The approach of missing value imputation is the same as MICE, which is to obtain the likelihood of the potential values of all the attributes or all the column you want to impute, based on the imputation model and the information extracted from other columns.

```
p (color = yellow | othercolumns, imputationmodel)
```

The figure below is used as a feature of the assignment model by numerically expressing categorical variables and text variables in the architecture.

#### DataWig architecture

#### DataWig performance

The paper said that the performance was good when compared to other methods.

## How to use DataWig

You can install from pip.

`pip install datawig`

DataWig `SimpleImputer`

is an easy-to-use API (there is `Imputer`

class that is a bit more complicated but can be flexible).
When creating an object from `SimpleImputer`

, specify which features to use(`input_columns`

), which column to impute(`output_column`

), and where to output the imputation model(`output_path`

).
The other arguments have default values, so they will work without them.

```
import datawig
imputer = datawig.SimpleImputer(
input_columns=input_columns,
output_column=output_column,
output_path='imputer_model',
num_hash_buckets=int(2 ** 15),
num_labels=100,
tokens='chars',
numeric_latent_dim=100,
numeric_hidden_layers=1,
is_explainable=False
)
```

The `SimpleImputer`

object takes a Pandas DataFrame as input.

**Note: assuming the train_df output_column is a complete DataFrame**

DataWig determines the data types of the imputation model from the Pandas dtype.

If `test_df`

is specified, that data will be used to verify the accuracy of the imputation model.
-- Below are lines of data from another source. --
//! Time-related types for audio and MIDI processing

use serde::{Deserialize, Serialize};

/// Sample position in the timeline
#[derive(Debug, Clone, Copy, Default, PartialEq, Eq, PartialOrd, Ord, Serialize, Deserialize)]
pub struct SamplePosition(pub u64);

impl SamplePosition {
    pub const ZERO: Self = Self(0);

    #[inline]
    pub fn from_seconds(seconds: f64, sample_rate: f64) -> Self {
        Self((seconds * sample_rate) as u64)
    }

    #[inline]
    pub fn to_seconds(self, sample_rate: f64) -> f64 {
        self.0 as f64 / sample_rate
    }

    #[inline]
    pub fn advance(&mut self, samples: u64) {
        self.0 += samples;
    }
}

impl std::ops::Add<u64> for SamplePosition {
    type Output = Self;

    fn add(self, rhs: u64) -> Self::Output {
        Self(self.0 + rhs)
    }
}

impl std::ops::Sub for SamplePosition {
    type Output = u64;

    fn sub(self, rhs: Self) -> Self::Output {
        self.0.saturating_sub(rhs.0)
    }
}

/// Time duration in samples
#[derive(Debug, Clone, Copy, Default, PartialEq, Eq, PartialOrd, Ord, Serialize, Deserialize)]
pub struct SampleDuration(pub u64);

impl SampleDuration {
    pub const ZERO: Self = Self(0);

    #[inline]
    pub fn from_seconds(seconds: f64, sample_rate: f64) -> Self {
        Self((seconds * sample_rate) as u64)
    }

    #[inline]
    pub fn from_ms(ms: f64, sample_rate: f64) -> Self {
        Self::from_seconds(ms / 1000.0, sample_rate)
    }

    #[inline]
    pub fn to_seconds(self, sample_rate: f64) -> f64 {
        self.0 as f64 / sample_rate
    }

    #[inline]
    pub fn to_ms(self, sample_rate: f64) -> f64 {
        self.to_seconds(sample_rate) * 1000.0
    }
}

/// Tempo in BPM, as carried by a MIDI `SetTempo` meta-event
#[derive(Debug, Clone, Copy, PartialEq, Serialize, Deserialize)]
pub struct Tempo(pub f64);

impl Tempo {
    pub const DEFAULT: Self = Self(120.0);

    /// Construct from the raw microseconds-per-quarter-note value carried by
    /// an SMF `SetTempo` meta-event.
    #[inline]
    pub fn from_micros_per_quarter(micros: u32) -> Self {
        if micros == 0 {
            Self::DEFAULT
        } else {
            Self(60_000_000.0 / micros as f64)
        }
    }

    #[inline]
    pub fn micros_per_quarter(self) -> u32 {
        if self.0 <= 0.0 {
            500_000
        } else {
            (60_000_000.0 / self.0).round() as u32
        }
    }

    #[inline]
    pub fn beat_duration_samples(self, sample_rate: f64) -> f64 {
        (60.0 / self.0) * sample_rate
    }

    /// Samples per MIDI tick, given pulses-per-quarter-note (PPQN)
    #[inline]
    pub fn samples_per_tick(self, sample_rate: f64, ppqn: u16) -> f64 {
        self.beat_duration_samples(sample_rate) / ppqn as f64
    }
}

impl Default for Tempo {
    fn default() -> Self {
        Self::DEFAULT
    }
}

#[cfg(test)]
mod tests {
    use super::*;

    #[test]
    fn tempo_round_trip_120_bpm() {
        let tempo = Tempo::from_micros_per_quarter(500_000);
        assert!((tempo.0 - 120.0).abs() < 1e-9);
        assert_eq!(tempo.micros_per_quarter(), 500_000);
    }

    #[test]
    fn samples_per_tick_at_44100() {
        let tempo = Tempo(120.0);
        let spt = tempo.samples_per_tick(44100.0, 480);
        // one quarter note = 0.5s = 22050 samples, / 480 ticks
        assert!((spt - 22050.0 / 480.0).abs() < 1e-6);
    }
}
//! Song container parsers.
//!
//! Every accepted song format (SMF, RMF, RMI, XMF/MXMF) is reduced to the
//! same [`ParsedSong`] shape so the sequencer and bank resolver never need
//! to know which container the bytes originally came from.

mod bank_discovery;
mod rmf;
mod rmi;
mod smf;
mod sniff;
mod xmf;

pub use bank_discovery::discover_embedded_bank;
pub use rmf::parse_rmf;
pub use rmi::parse_rmi;
pub use smf::parse_smf;
pub use sniff::{sniff, ContainerKind};
pub use xmf::parse_xmf;

use crate::FileResult;

/// Free-standing metadata a container may carry alongside its MIDI payload.
///
/// Populated from RMI `LIST INFO` tags or XMF node metadata; not all
/// containers supply all fields.
#[derive(Debug, Clone, Default, PartialEq, Eq)]
pub struct SongMeta {
    pub title: Option<String>,
    pub artist: Option<String>,
    pub copyright: Option<String>,
    pub encoding: Option<String>,
}

/// The normalized result of parsing any accepted container format.
#[derive(Debug, Clone)]
pub struct ParsedSong {
    /// Raw `MTrk`-style track payloads (delta-time + event bytes), one per track.
    pub tracks: Vec<Vec<u8>>,
    /// Pulses per quarter note.
    pub ppqn: u16,
    /// SMF format number (0, 1, or 2). Containers that have no native notion
    /// of this (RMF) report 1 since they are always multi-track.
    pub format: u16,
    /// A soundfont (SF2/DLS) bundled in the container, if any was found.
    pub embedded_bank: Option<Vec<u8>>,
    /// RMF instrument resource IDs, when the container is RMF and declares
    /// them. Used by the bank resolver to detect "all instruments embedded".
    pub instrument_ids: Vec<u32>,
    /// Bank-offset override for overlay bank mapping (RMI `DBNK`, see
    /// spec §4.4/§9). `None` means "use the container-format default".
    pub bank_offset_override: Option<u16>,
    pub meta: SongMeta,
}

/// Parse any of the four accepted container formats, sniffing the format
/// from the leading bytes (spec §4.8 `Song_LoadFromMemory`).
pub fn parse_any(bytes: &[u8]) -> FileResult<ParsedSong> {
    match sniff(bytes)? {
        ContainerKind::Smf => parse_smf(bytes),
        ContainerKind::Rmf => parse_rmf(bytes),
        ContainerKind::Rmi => parse_rmi(bytes),
        ContainerKind::Xmf => parse_xmf(bytes),
    }
}

/// Read a big-endian variable-length quantity (MIDI delta-time encoding).
/// Returns the decoded value and the number of bytes consumed.
pub(crate) fn read_vlq(bytes: &[u8]) -> Option<(u32, usize)> {
    let mut value: u32 = 0;
    for (i, &b) in bytes.iter().enumerate().take(4) {
        value = (value << 7) | (b & 0x7f) as u32;
        if b & 0x80 == 0 {
            return Some((value, i + 1));
        }
    }
    None
}
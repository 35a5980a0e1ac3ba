//! Q16.16 fixed-point arithmetic
//!
//! Master volume, channel volume/expression and envelope rates are carried
//! in Q16.16 end-to-end so that the control API and the real-time mixer
//! agree exactly on what "full scale" means, independent of the host's
//! floating-point rounding.

use std::ops::{Add, Mul, Sub};

/// A 32-bit fixed-point number with 16 integer bits and 16 fractional bits.
#[derive(Debug, Clone, Copy, PartialEq, Eq, PartialOrd, Ord, Default)]
pub struct Q16_16(pub i32);

impl Q16_16 {
    pub const FRAC_BITS: u32 = 16;
    pub const ONE: Self = Self(1 << Self::FRAC_BITS);
    pub const ZERO: Self = Self(0);

    /// Build from a float, clamping to the representable range.
    #[inline]
    pub fn from_f64(value: f64) -> Self {
        let scaled = value * (1i64 << Self::FRAC_BITS) as f64;
        Self(scaled.clamp(i32::MIN as f64, i32::MAX as f64) as i32)
    }

    #[inline]
    pub fn to_f64(self) -> f64 {
        self.0 as f64 / (1i64 << Self::FRAC_BITS) as f64
    }

    /// Build from the raw integer representation (already Q16.16).
    #[inline]
    pub const fn from_raw(raw: i32) -> Self {
        Self(raw)
    }

    #[inline]
    pub const fn raw(self) -> i32 {
        self.0
    }

    #[inline]
    pub fn clamp_unit(self) -> Self {
        Self(self.0.clamp(0, Self::ONE.0))
    }

    /// Multiply two Q16.16 values, widening through i64 to avoid overflow.
    #[inline]
    pub fn mul_q(self, rhs: Self) -> Self {
        let product = (self.0 as i64 * rhs.0 as i64) >> Self::FRAC_BITS;
        Self(product.clamp(i32::MIN as i64, i32::MAX as i64) as i32)
    }
}

impl Add for Q16_16 {
    type Output = Self;
    #[inline]
    fn add(self, rhs: Self) -> Self::Output {
        Self(self.0.saturating_add(rhs.0))
    }
}

impl Sub for Q16_16 {
    type Output = Self;
    #[inline]
    fn sub(self, rhs: Self) -> Self::Output {
        Self(self.0.saturating_sub(rhs.0))
    }
}

impl Mul for Q16_16 {
    type Output = Self;
    #[inline]
    fn mul(self, rhs: Self) -> Self::Output {
        self.mul_q(rhs)
    }
}

#[cfg(test)]
mod tests {
    use super::*;

    #[test]
    fn round_trip_float() {
        let q = Q16_16::from_f64(0.5);
        assert!((q.to_f64() - 0.5).abs() < 1e-4);
        assert_eq!(Q16_16::ONE.to_f64(), 1.0);
    }

    #[test]
    fn mul_half_by_half() {
        let half = Q16_16::from_f64(0.5);
        let quarter = half.mul_q(half);
        assert!((quarter.to_f64() - 0.25).abs() < 1e-4);
    }

    #[test]
    fn set_then_get_is_identity_at_representable_steps() {
        for i in 0..=20 {
            let x = i as f64 / 20.0;
            let q = Q16_16::from_f64(x);
            assert!((q.to_f64() - x).abs() < 1e-4, "x={x}");
        }
    }

    #[test]
    fn clamp_unit_bounds() {
        assert_eq!(Q16_16::from_f64(-0.5).clamp_unit(), Q16_16::ZERO);
        assert_eq!(Q16_16::from_f64(2.0).clamp_unit(), Q16_16::ONE);
    }
}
If not specified, random sampling is excecuted from train_df at the ratio of `test_split`

to verify the accuracy.
You can use `fit_hpo()`

instead of `fit()`

to create an HPO for the imputation model.

```
import mxnet as mx
imputer.fit(train_df=train_df,
test_df=None,
ctx=[mx.cpu()],
learning_rate=4e-3,
num_epochs=100,
patience=3,
test_split=0.1,
weight_decay=0
)
```

Inference (missing value imputation) can be performed after learning the imputation model.
You can also use `explain()`

to get columns that are relevant in predicting the output_column of the imputation model.
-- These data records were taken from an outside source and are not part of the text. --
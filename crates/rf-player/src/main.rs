//! rf-player: the bundled CLI driver for `rf-engine` (spec §6).
//!
//! Loads one song (any accepted container format), optionally a bank,
//! and either plays it live through the platform audio device or
//! renders it offline to a WAV file.

use std::path::{Path, PathBuf};
use std::time::{Duration, Instant};

use clap::Parser;
use rf_dsp::reverb::ReverbPreset;
use rf_engine::error::{EngineError, EngineResult};
use rf_engine::mixer::OpenConfig;
use rf_engine::song::TransportState;
use rf_engine::Mixer;
use rf_file::ExportFormat;

#[derive(Parser, Debug)]
#[command(name = "rf-player", about = "Play or render a MIDI/RMF/XMF song through the ReelForge GM engine")]
struct Cli {
    /// Song file (SMF/RMF/RMI/XMF/MXMF).
    file: PathBuf,

    /// Bank file to load before playback (HSB, or SF2/DLS as the base bank).
    #[arg(short = 'p', long = "bank")]
    bank: Option<PathBuf>,

    /// Offline-render to this WAV file instead of playing live.
    #[arg(short = 'o', long = "out")]
    out: Option<PathBuf>,

    /// Mixing sample rate.
    #[arg(long = "mr", default_value_t = 44_100)]
    mr: u32,

    /// Loop count (0 = play once).
    #[arg(short = 'l', long = "loop", default_value_t = 0)]
    l: u32,

    /// Master volume, percent, capped at the configured overdrive percent.
    #[arg(short = 'v', long = "volume", default_value_t = 100)]
    v: u32,

    /// Time limit in seconds (0 = unlimited).
    #[arg(short = 't', long = "time", default_value_t = 0)]
    t: u64,

    /// Comma-separated 1-based channel numbers to mute.
    #[arg(long = "mc")]
    mc: Option<String>,

    /// Reverb type, 0..11.
    #[arg(long = "rv")]
    rv: Option<u8>,

    /// Disable fadeout on stop.
    #[arg(long = "nf")]
    nf: bool,

    /// Quiet: suppress all but error output.
    #[arg(short = 'q', long = "quiet")]
    quiet: bool,

    /// Verbose: debug-level logging.
    #[arg(short = 'd', long = "verbose")]
    verbose: bool,
}

fn main() {
    let cli = Cli::parse();
    init_logging(cli.quiet, cli.verbose);

    match run(&cli) {
        Ok(()) => std::process::exit(0),
        Err(err) => {
            eprintln!("{err}");
            std::process::exit(1);
        }
    }
}

fn init_logging(quiet: bool, verbose: bool) {
    let level = if quiet {
        "error"
    } else if verbose {
        "debug"
    } else {
        "info"
    };
    env_logger::Builder::from_env(env_logger::Env::default().default_filter_or(level)).init();
}

fn run(cli: &Cli) -> EngineResult<()> {
    let mixer = Mixer::new();

    if let Some(bank_path) = &cli.bank {
        load_bank(&mixer, bank_path)?;
    }

    mixer.open(OpenConfig {
        sample_rate: cli.mr,
        channels: 2,
        mix_level_percent: cli.v,
        engage_audio: cli.out.is_none(),
        ..Default::default()
    })?;

    if let Some(rv) = cli.rv {
        let preset = ReverbPreset::from_index(rv)
            .ok_or_else(|| EngineError::ParamErr(format!("reverb type out of range: {rv}")))?;
        mixer.set_default_reverb(preset);
    }

    let song = mixer.load_song_from_file(&cli.file)?;
    log::info!("loaded {:?}", cli.file);

    if let Some(csv) = &cli.mc {
        for token in csv.split(',') {
            let token = token.trim();
            if token.is_empty() {
                continue;
            }
            let one_based: u8 = token
                .parse()
                .map_err(|_| EngineError::ParamErr(format!("not a channel number: {token}")))?;
            if one_based == 0 || one_based > 16 {
                return Err(EngineError::ParamErr(format!("channel out of range: {one_based}")));
            }
            song.mute_channel(one_based - 1, true);
        }
    }

    song.set_loops(cli.l);
    mixer.preroll_song(&song);
    mixer.start_song(&song)?;

    let limit = if cli.t == 0 { None } else { Some(Duration::from_secs(cli.t)) };

    if let Some(out_path) = &cli.out {
        render_offline(&mixer, &song, out_path, limit)?;
    } else {
        play_live(&song, limit, cli.nf);
    }

    Ok(())
}

fn load_bank(mixer: &std::sync::Arc<Mixer>, path: &Path) -> EngineResult<()> {
    let is_soundfont = matches!(
        path.extension().and_then(|e| e.to_str()).map(|e| e.to_ascii_lowercase()).as_deref(),
        Some("sf2") | Some("sf3") | Some("dls")
    );
    if is_soundfont {
        mixer.add_soundfont_file(path, false)?;
    } else {
        mixer.add_hsb_bank_file(path)?;
    }
    Ok(())
}

fn render_offline(
    mixer: &std::sync::Arc<Mixer>,
    song: &rf_engine::Song,
    out_path: &Path,
    limit: Option<Duration>,
) -> EngineResult<()> {
    mixer.start_output_to_file(out_path, ExportFormat::Wav)?;
    let start = Instant::now();
    loop {
        let still_active = mixer.service_audio_output_to_file();
        if !still_active {
            break;
        }
        if let Some(limit) = limit {
            if start.elapsed() >= limit {
                song.stop();
                break;
            }
        }
    }
    let stats = mixer.stop_output_to_file();
    log::info!("wrote {} frames ({} dropped) to {:?}", stats.frames_written, stats.dropped_frames, out_path);
    Ok(())
}

const FADEOUT: Duration = Duration::from_millis(200);

fn play_live(song: &rf_engine::Song, limit: Option<Duration>, no_fadeout: bool) {
    let start = Instant::now();
    loop {
        if song.transport_state() != TransportState::Playing {
            break;
        }
        if let Some(limit) = limit {
            if start.elapsed() >= limit {
                if no_fadeout {
                    song.stop();
                } else {
                    fade_out(song);
                }
                break;
            }
        }
        std::thread::sleep(Duration::from_millis(20));
    }
}

/// Ramps the song's volume to silence over [`FADEOUT`] before stopping
/// (spec §5: "a graceful fade (~200 ms) is preferred when called from a
/// user gesture").
fn fade_out(song: &rf_engine::Song) {
    let base = song.volume();
    let steps: u32 = 10;
    for step in (0..=steps).rev() {
        song.set_volume(rf_core::Q16_16::from_f64(base.to_f64() * step as f64 / steps as f64));
        std::thread::sleep(FADEOUT / steps);
    }
    song.stop();
}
For imputation, you can output the impute value as it is for numeric variables, and the category and probability for categorical variables.
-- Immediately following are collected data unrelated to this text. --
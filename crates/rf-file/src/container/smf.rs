//! Standard MIDI File parsing (spec §4.5/§6).
//!
//! `MThd` header (14 bytes: 6-byte length field that must read 6, format,
//! track count, division) followed by `MTrk` chunks. Each track's payload
//! (delta-time + event bytes) is handed through unparsed — the sequencer
//! decodes deltas and events itself during playback so preroll and normal
//! play share one decoder (see `rf_engine::sequencer`).

use super::{ParsedSong, SongMeta};
use crate::{FileError, FileResult};

const MIN_HEADER_LEN: usize = 14;

pub fn parse_smf(bytes: &[u8]) -> FileResult<ParsedSong> {
    if bytes.len() < MIN_HEADER_LEN {
        return Err(FileError::BadFile("SMF shorter than MThd header".into()));
    }
    if &bytes[0..4] != b"MThd" {
        return Err(FileError::BadFile("missing MThd magic".into()));
    }
    let header_len = u32::from_be_bytes(bytes[4..8].try_into().unwrap());
    if header_len != 6 {
        return Err(FileError::BadFile(format!(
            "MThd length field must be 6, got {header_len}"
        )));
    }
    let format = u16::from_be_bytes(bytes[8..10].try_into().unwrap());
    let declared_tracks = u16::from_be_bytes(bytes[10..12].try_into().unwrap());
    let division = u16::from_be_bytes(bytes[12..14].try_into().unwrap());
    if division & 0x8000 != 0 {
        // SMPTE time division (frames/ticks) is not a pulses-per-quarter-note
        // value; the core only implements the PPQN timebase (spec §6).
        return Err(FileError::UnsupportedFormat(
            "SMPTE time division is not supported".into(),
        ));
    }
    let ppqn = division;

    let mut tracks = Vec::with_capacity(declared_tracks as usize);
    let mut offset = MIN_HEADER_LEN;
    while offset + 8 <= bytes.len() && tracks.len() < declared_tracks as usize {
        let chunk_id = &bytes[offset..offset + 4];
        let chunk_len = u32::from_be_bytes(bytes[offset + 4..offset + 8].try_into().unwrap()) as usize;
        let payload_start = offset + 8;
        let payload_end = payload_start
            .checked_add(chunk_len)
            .filter(|&end| end <= bytes.len())
            .ok_or_else(|| FileError::BadFile("MTrk chunk length out of bounds".into()))?;
        if chunk_id == b"MTrk" {
            tracks.push(bytes[payload_start..payload_end].to_vec());
        }
        // Unknown chunk types between tracks are skipped, matching the SMF
        // spec's forward-compatibility rule.
        offset = payload_end;
    }
    if tracks.len() != declared_tracks as usize {
        return Err(FileError::BadFile(format!(
            "declared {declared_tracks} tracks, found {}",
            tracks.len()
        )));
    }

    Ok(ParsedSong {
        tracks,
        ppqn,
        format,
        embedded_bank: None,
        instrument_ids: Vec::new(),
        bank_offset_override: None,
        meta: SongMeta::default(),
    })
}

#[cfg(test)]
mod tests {
    use super::*;

    fn sample_smf() -> Vec<u8> {
        let mut bytes = Vec::new();
        bytes.extend_from_slice(b"MThd");
        bytes.extend_from_slice(&6u32.to_be_bytes());
        bytes.extend_from_slice(&0u16.to_be_bytes()); // format 0
        bytes.extend_from_slice(&1u16.to_be_bytes()); // 1 track
        bytes.extend_from_slice(&480u16.to_be_bytes()); // 480 ppqn
        let track: &[u8] = &[
            0x00, 0x90, 0x3C, 0x64, // t=0 note-on C4 vel 100
            0x60, 0x80, 0x3C, 0x40, // delta 96 note-off
            0x00, 0xFF, 0x2F, 0x00, // EOT
        ];
        bytes.extend_from_slice(b"MTrk");
        bytes.extend_from_slice(&(track.len() as u32).to_be_bytes());
        bytes.extend_from_slice(track);
        bytes
    }

    #[test]
    fn parses_spec_s1_fixture() {
        let parsed = parse_smf(&sample_smf()).unwrap();
        assert_eq!(parsed.format, 0);
        assert_eq!(parsed.ppqn, 480);
        assert_eq!(parsed.tracks.len(), 1);
        assert_eq!(
            parsed.tracks[0],
            vec![0x00, 0x90, 0x3C, 0x64, 0x60, 0x80, 0x3C, 0x40, 0x00, 0xFF, 0x2F, 0x00]
        );
    }

    #[test]
    fn rejects_truncated_header() {
        let err = parse_smf(b"MThd\0\0\0").unwrap_err();
        assert!(matches!(err, FileError::BadFile(_)));
    }

    #[test]
    fn rejects_wrong_header_length_field() {
        let mut bytes = sample_smf();
        bytes[4..8].copy_from_slice(&7u32.to_be_bytes());
        assert!(matches!(parse_smf(&bytes), Err(FileError::BadFile(_))));
    }

    #[test]
    fn rejects_track_count_mismatch() {
        let mut bytes = sample_smf();
        bytes[10..12].copy_from_slice(&2u16.to_be_bytes());
        assert!(matches!(parse_smf(&bytes), Err(FileError::BadFile(_))));
    }
}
In addition, in the case of categorical variables, filtering is possible with `Precision_threshold`

, and it is also possible to output lines that are below the set threshold without assigning them as missing.
By the way, it can be reused by `load()`

the output imputation model.

```
test_df = imputer.predict(test_df,
precision_threshold=0.0,
imputation_suffix="_imputed",
score_suffix="_imputed_proba",
inplace=False
)
```

If it is bothered to impute missing variables one by one, you can use `complete()`

method that applies for all the missing variables (it will take time).
Internally, for each variable, It will create an imputation model with a complete dataset.

```
df = datawig.SimpleImputer.complete(df,
precision_threshold=0.0,
inplace=False,
hpo=False,
verbose=0,
num_epochs=100,
iterations=1,
output_path='.'
)
```

## Important point of using DataWig

The DataWig document requires at least 10 times more rows than the unique number of categories to impute missing values for categorical variables. In my experiment, it seems difficult to impute a category that appears extremely infrequently within a categorical variable.

## Conclusion

This article covered DataWig, a deep learning-based missing value imputation library. I hope it will be one of the options for missing value imputation.